- _What is needed_: Print each of the records below, leaving every word as it is.

Start of Task inputs

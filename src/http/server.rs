//! HTTP server setup and configuration.
//!
//! # Responsibilities
//! - Create the axum router with a single fallback handler
//! - Wire up middleware (tracing, timeout)
//! - Convert each request into a ServerRequest and dispatch it off the async runtime
//! - Bind server to listener and shut down gracefully

use std::net::SocketAddr;
use std::sync::Arc;
use std::time::{Duration, Instant};

use axum::{
    body::Body,
    extract::{ConnectInfo, State},
    http::Request,
    response::Response as AxumResponse,
    Router,
};
use tokio::net::TcpListener;
use tower_http::{timeout::TimeoutLayer, trace::TraceLayer};

use crate::config::AppConfig;
use crate::http::request::{environment, RequestId, REQUEST_ID_ATTRIBUTE};
use crate::http::response::{error_response, into_axum};
use crate::lifecycle::signals::shutdown_signal;
use crate::lifecycle::Application;
use crate::routing::RoutingResult;

/// Application state injected into handlers.
#[derive(Clone)]
pub struct AppState {
    pub app: Arc<Application>,
    pub scheme: Arc<str>,
    pub max_body_bytes: usize,
}

/// HTTP host adapter for an [`Application`].
pub struct HttpServer {
    router: Router,
    config: AppConfig,
}

impl HttpServer {
    pub fn new(app: Application) -> Self {
        let config = app.config().clone();
        let state = AppState {
            app: Arc::new(app),
            scheme: Arc::from(config.server.public_scheme.as_str()),
            max_body_bytes: config.server.max_body_bytes,
        };
        let router = Self::build_router(&config, state);
        Self { router, config }
    }

    /// Build the axum router with all middleware layers.
    #[allow(deprecated)]
    fn build_router(config: &AppConfig, state: AppState) -> Router {
        Router::new()
            .fallback(dispatch_handler)
            .with_state(state)
            .layer(TimeoutLayer::new(Duration::from_secs(
                config.server.request_timeout_secs,
            )))
            .layer(TraceLayer::new_for_http())
    }

    /// The configured router, e.g. for driving it without a listener.
    pub fn router(&self) -> Router {
        self.router.clone()
    }

    /// Run the server, accepting connections on the given listener.
    pub async fn run(self, listener: TcpListener) -> Result<(), std::io::Error> {
        let addr = listener.local_addr()?;
        tracing::info!(address = %addr, "HTTP server starting");

        let app = self
            .router
            .into_make_service_with_connect_info::<SocketAddr>();

        axum::serve(listener, app)
            .with_graceful_shutdown(shutdown_signal())
            .await?;

        tracing::info!("HTTP server stopped");
        Ok(())
    }

    pub fn config(&self) -> &AppConfig {
        &self.config
    }
}

/// Serves every path: environment → ServerRequest → kernel → rendered response.
async fn dispatch_handler(State(state): State<AppState>, request: Request<Body>) -> AxumResponse {
    let start_time = Instant::now();
    let request_id = RequestId::from_headers(request.headers());
    let remote = request
        .extensions()
        .get::<ConnectInfo<SocketAddr>>()
        .map(|ConnectInfo(addr)| *addr);

    let (parts, body) = request.into_parts();
    let body = match axum::body::to_bytes(body, state.max_body_bytes).await {
        Ok(bytes) => bytes.to_vec(),
        Err(e) => {
            tracing::warn!(request_id = %request_id, error = %e, "Request body rejected");
            return error_response(413, "Request body too large", &request_id);
        }
    };

    let method = parts.method.clone();
    let target = parts.uri.to_string();
    let env = environment(&parts, body, remote, &state.scheme);

    let app = state.app.clone();
    let id = request_id.clone();
    let outcome = tokio::task::spawn_blocking(move || -> RoutingResult<_> {
        let request = app
            .requests()
            .from_environment(env)?
            .with_attribute(REQUEST_ID_ATTRIBUTE, id.to_string());
        let response = app.handle(&request)?;

        let mut body = Vec::new();
        response.render_with_chunk_size(&mut body, app.chunk_size())?;
        Ok((response, body))
    })
    .await;

    let out = match outcome {
        Ok(Ok((response, body))) => into_axum(&response, body, &request_id),
        Ok(Err(e)) => {
            tracing::warn!(request_id = %request_id, error = %e, "Request failed");
            error_response(e.status_code(), &e.to_string(), &request_id)
        }
        Err(e) => {
            tracing::error!(request_id = %request_id, error = %e, "Dispatch task failed");
            error_response(500, "Internal Server Error", &request_id)
        }
    };

    tracing::info!(
        request_id = %request_id,
        method = %method,
        target = %target,
        status = out.status().as_u16(),
        elapsed_ms = start_time.elapsed().as_millis() as u64,
        "Request completed"
    );
    out
}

End of Task inputs

- _Exercise answer_:
filename src/http/server.rs
//! HTTP server setup and configuration.
//!
//! # Responsibilities
//! - Create the axum router with a single fallback handler
//! - Wire up middleware (tracing, timeout)
//! - Convert each request into a ServerRequest and dispatch it off the async runtime
//! - Bind server to listener and shut down gracefully

use std::net::SocketAddr;
use std::sync::Arc;
use std::time::{Duration, Instant};

use axum::{
    body::Body,
    extract::{ConnectInfo, State},
    http::Request,
    response::Response as AxumResponse,
    Router,
};
use tokio::net::TcpListener;
use tower_http::{timeout::TimeoutLayer, trace::TraceLayer};

use crate::config::AppConfig;
use crate::http::request::{environment, RequestId, REQUEST_ID_ATTRIBUTE};
use crate::http::response::{error_response, into_axum};
use crate::lifecycle::signals::shutdown_signal;
use crate::lifecycle::Application;
use crate::routing::RoutingResult;

/// Application state injected into handlers.
#[derive(Clone)]
pub struct AppState {
    pub app: Arc<Application>,
    pub scheme: Arc<str>,
    pub max_body_bytes: usize,
}

/// HTTP host adapter for an [`Application`].
pub struct HttpServer {
    router: Router,
    config: AppConfig,
}

impl HttpServer {
    pub fn new(app: Application) -> Self {
        let config = app.config().clone();
        let state = AppState {
            app: Arc::new(app),
            scheme: Arc::from(config.server.public_scheme.as_str()),
            max_body_bytes: config.server.max_body_bytes,
        };
        let router = Self::build_router(&config, state);
        Self { router, config }
    }

    /// Build the axum router with all middleware layers.
    #[allow(deprecated)]
    fn build_router(config: &AppConfig, state: AppState) -> Router {
        Router::new()
            .fallback(dispatch_handler)
            .with_state(state)
            .layer(TimeoutLayer::new(Duration::from_secs(
                config.server.request_timeout_secs,
            )))
            .layer(TraceLayer::new_for_http())
    }

    /// The configured router, e.g. for driving it without a listener.
    pub fn router(&self) -> Router {
        self.router.clone()
    }

    /// Run the server, accepting connections on the given listener.
    pub async fn run(self, listener: TcpListener) -> Result<(), std::io::Error> {
        let addr = listener.local_addr()?;
        tracing::info!(address = %addr, "HTTP server starting");

        let app = self
            .router
            .into_make_service_with_connect_info::<SocketAddr>();

        axum::serve(listener, app)
            .with_graceful_shutdown(shutdown_signal())
            .await?;

        tracing::info!("HTTP server stopped");
        Ok(())
    }

    pub fn config(&self) -> &AppConfig {
        &self.config
    }
}

/// Serves every path: environment → ServerRequest → kernel → rendered response.
async fn dispatch_handler(State(state): State<AppState>, request: Request<Body>) -> AxumResponse {
    let start_time = Instant::now();
    let request_id = RequestId::from_headers(request.headers());
    let remote = request
        .extensions()
        .get::<ConnectInfo<SocketAddr>>()
        .map(|ConnectInfo(addr)| *addr);

    let (parts, body) = request.into_parts();
    let body = match axum::body::to_bytes(body, state.max_body_bytes).await {
        Ok(bytes) => bytes.to_vec(),
        Err(e) => {
            tracing::warn!(request_id = %request_id, error = %e, "Request body rejected");
            return error_response(413, "Request body too large", &request_id);
        }
    };

    let method = parts.method.clone();
    let target = parts.uri.to_string();
    let env = environment(&parts, body, remote, &state.scheme);

    let app = state.app.clone();
    let id = request_id.clone();
    let outcome = tokio::task::spawn_blocking(move || -> RoutingResult<_> {
        let request = app
            .requests()
            .from_environment(env)?
            .with_attribute(REQUEST_ID_ATTRIBUTE, id.to_string());
        let response = app.handle(&request)?;

        let mut body = Vec::new();
        response.render_with_chunk_size(&mut body, app.chunk_size())?;
        Ok((response, body))
    })
    .await;

    let out = match outcome {
        Ok(Ok((response, body))) => into_axum(&response, body, &request_id),
        Ok(Err(e)) => {
            tracing::warn!(request_id = %request_id, error = %e, "Request failed");
            error_response(e.status_code(), &e.to_string(), &request_id)
        }
        Err(e) => {
            tracing::error!(request_id = %request_id, error = %e, "Dispatch task failed");
            error_response(500, "Internal Server Error", &request_id)
        }
    };

    tracing::info!(
        request_id = %request_id,
        method = %method,
        target = %target,
        status = out.status().as_u16(),
        elapsed_ms = start_time.elapsed().as_millis() as u64,
        "Request completed"
    );
    out
}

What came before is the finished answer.